Support Questions

Find answers, ask questions, and share your expertise

NiFi Flow xml/json getting corrupted in multi node setup

avatar
Explorer

Hi All,

 

I have Nifi running on EKS cluser with 3 nodes. Every now and then, flow.xml.gz gets corrupted in one of the node and it fails to start back up again. Same things happens with other nodes sooner or later and ultimately NiFi crashes.

 

The error from nodes startup logs - 

schema validation Error parsing Flow configuration at line <line_no>, col <col no > : cvc-complex-type:2.4.d : Invalid content was found starting with element 'property'. No child element is expected at this point.

It has become a pain to maintain Nifi because of this issue. Please suggest a solution.

11 REPLIES 11

avatar
Explorer

Sorry for the late response. I wanted to come back with more information.
Yeah, I am sure that I replace flow.xml.gz to recover from this issue. As I mentioned, I have configured default flow file to flow.xml.gz using nifi properties, so it uses xml and as you said newer versions support json, I tried using json too. 
Also I can confirm that shutdown is graceful. After much debugging and root cause analysis, I am able to reproduce the issue now and have the exact cause of error. Logs don't concur with my findings, but I seek your and community's help in confirming the issue and finding a resolution.

My Findings - 

1) Nifi was failing for me in 1st restart itself.

2) From logs, its clear that It tries to Load flow , then runs probably DTD validation on it, throws warning and then shuts down.

3) These warnings comes with newly created basic flow(with couple of processors) as well, and new flow was able to load post warning, It moves ahead from the point where it throws warning.

4) If I put point 2 and 3 together, It was safe to logically assume that there is something in Flow itself causing nifi to fail on restart.
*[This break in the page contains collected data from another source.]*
//! Cell values

use crate::node::Node;
use chrono::DateTime;
use chrono_tz::Tz;
use std::fmt;
use std::sync::Arc;

/// One cell of a table. `Null` is the missing marker.
#[derive(Debug, Clone, PartialEq, Default)]
pub enum Value {
    #[default]
    Null,
    Bool(bool),
    Int(i64),
    Float(f64),
    Text(String),
    Time(DateTime<Tz>),
    Node(Arc<Node>),
}

impl Value {
    /// Missing values, including NaN floats.
    #[must_use]
    pub fn is_null(&self) -> bool {
        match self {
            Value::Null => true,
            Value::Float(f) => f.is_nan(),
            _ => false,
        }
    }

    #[must_use]
    pub fn as_f64(&self) -> Option<f64> {
        match self {
            Value::Int(i) => Some(*i as f64),
            Value::Float(f) if !f.is_nan() => Some(*f),
            Value::Text(s) => s.trim().parse().ok(),
            _ => None,
        }
    }

    #[must_use]
    pub fn as_str(&self) -> Option<&str> {
        match self {
            Value::Text(s) => Some(s),
            _ => None,
        }
    }

    #[must_use]
    pub fn as_time(&self) -> Option<&DateTime<Tz>> {
        match self {
            Value::Time(t) => Some(t),
            _ => None,
        }
    }

    #[must_use]
    pub fn as_node(&self) -> Option<&Arc<Node>> {
        match self {
            Value::Node(n) => Some(n),
            _ => None,
        }
    }

    /// String form used when comparing rows; tolerates every cell type.
    #[must_use]
    pub fn key(&self) -> String {
        self.to_string()
    }
}

impl fmt::Display for Value {
    fn fmt(&self, f: &mut fmt::Formatter<'_>) -> fmt::Result {
        match self {
            Value::Null => f.write_str("NaN"),
            Value::Bool(b) => write!(f, "{b}"),
            Value::Int(i) => write!(f, "{i}"),
            Value::Float(x) if x.is_nan() => f.write_str("NaN"),
            Value::Float(x) => write!(f, "{x}"),
            Value::Text(s) => f.write_str(s),
            Value::Time(t) => write!(f, "{}", t.to_rfc3339()),
            Value::Node(n) => write!(f, "{}", n.path()),
        }
    }
}

impl From<f64> for Value {
    fn from(v: f64) -> Self {
        Value::Float(v)
    }
}

impl From<i64> for Value {
    fn from(v: i64) -> Self {
        Value::Int(v)
    }
}

impl From<bool> for Value {
    fn from(v: bool) -> Self {
        Value::Bool(v)
    }
}

impl From<&str> for Value {
    fn from(v: &str) -> Self {
        Value::Text(v.to_string())
    }
}

impl From<String> for Value {
    fn from(v: String) -> Self {
        Value::Text(v)
    }
}

impl From<DateTime<Tz>> for Value {
    fn from(v: DateTime<Tz>) -> Self {
        Value::Time(v)
    }
}

impl From<Arc<Node>> for Value {
    fn from(v: Arc<Node>) -> Self {
        Value::Node(v)
    }
}

impl<T: Into<Value>> From<Option<T>> for Value {
    fn from(v: Option<T>) -> Self {
        v.map_or(Value::Null, Into::into)
    }
}

/// Convert a text column to floats when every present cell parses.
///
/// Returns true when the column changed. Columns that are already numeric,
/// entirely missing or hold any unparsable cell are left alone.
pub fn cast_numeric(values: &mut [Value]) -> bool {
    let mut saw_text = false;
    for v in values.iter() {
        match v {
            v if v.is_null() => {}
            Value::Int(_) | Value::Float(_) => {}
            Value::Text(s) => {
                if s.trim().parse::<f64>().is_err() {
                    return false;
                }
                saw_text = true;
            }
            _ => return false,
        }
    }
    if !saw_text {
        return false;
    }
    for v in values.iter_mut() {
        if let Value::Text(s) = v {
            *v = s.trim().parse::<f64>().map_or(Value::Null, Value::Float);
        }
    }
    true
}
5) Everything in Flow was plain nifi processors doing bunch of tasks, However I had a ExecutScript block with python code to do some modifications on flowfile content. so, I created a fresh flow with just 3 processors - GenerateFlowFile, ExecuteScript, LogAttribute
In GenerateFlowfile I configured some random content. In ExecuteScript I copied code from https://community.cloudera.com/t5/Support-Questions/How-to-Iterate-the-Flow-file-in-Nifi-using-Pytho... after indenting it properly and then just terminated the flow on LogAtrribute. 
Basically a very simple flow to do some modificaion on flowfile content. That's it I kept them running , it was working fine. So, I went ahead and deleted the pod, logs indicated graceful shutdown. Pod restarted and got the exact same error, with warnings on schema and error server is shutting down.
I took fresh nifi instances and did it several times and it fails everytime with ExecuteScript block running python code.
Logs are not very informative but I can confirm that its the root cause of the issue. Can you or anyone else confirm if its replicable, if yes, what should be the resolution?

 

Nifi version used - 1.19.1
 

avatar
Explorer

@cotopaul Please go through my latest response before concluding its a hardware or setup issue.
FYI, Nifi is working fine for more than a week for me since I removed the ExecuteScript Processor.

That's the only change I did and I replicated the issue several times before posting here.
Nifi has restarted several times since then without any issues. 
could you please care to explain what sort of hardware issue it could be that it affects only ExecuteScript processor running python code?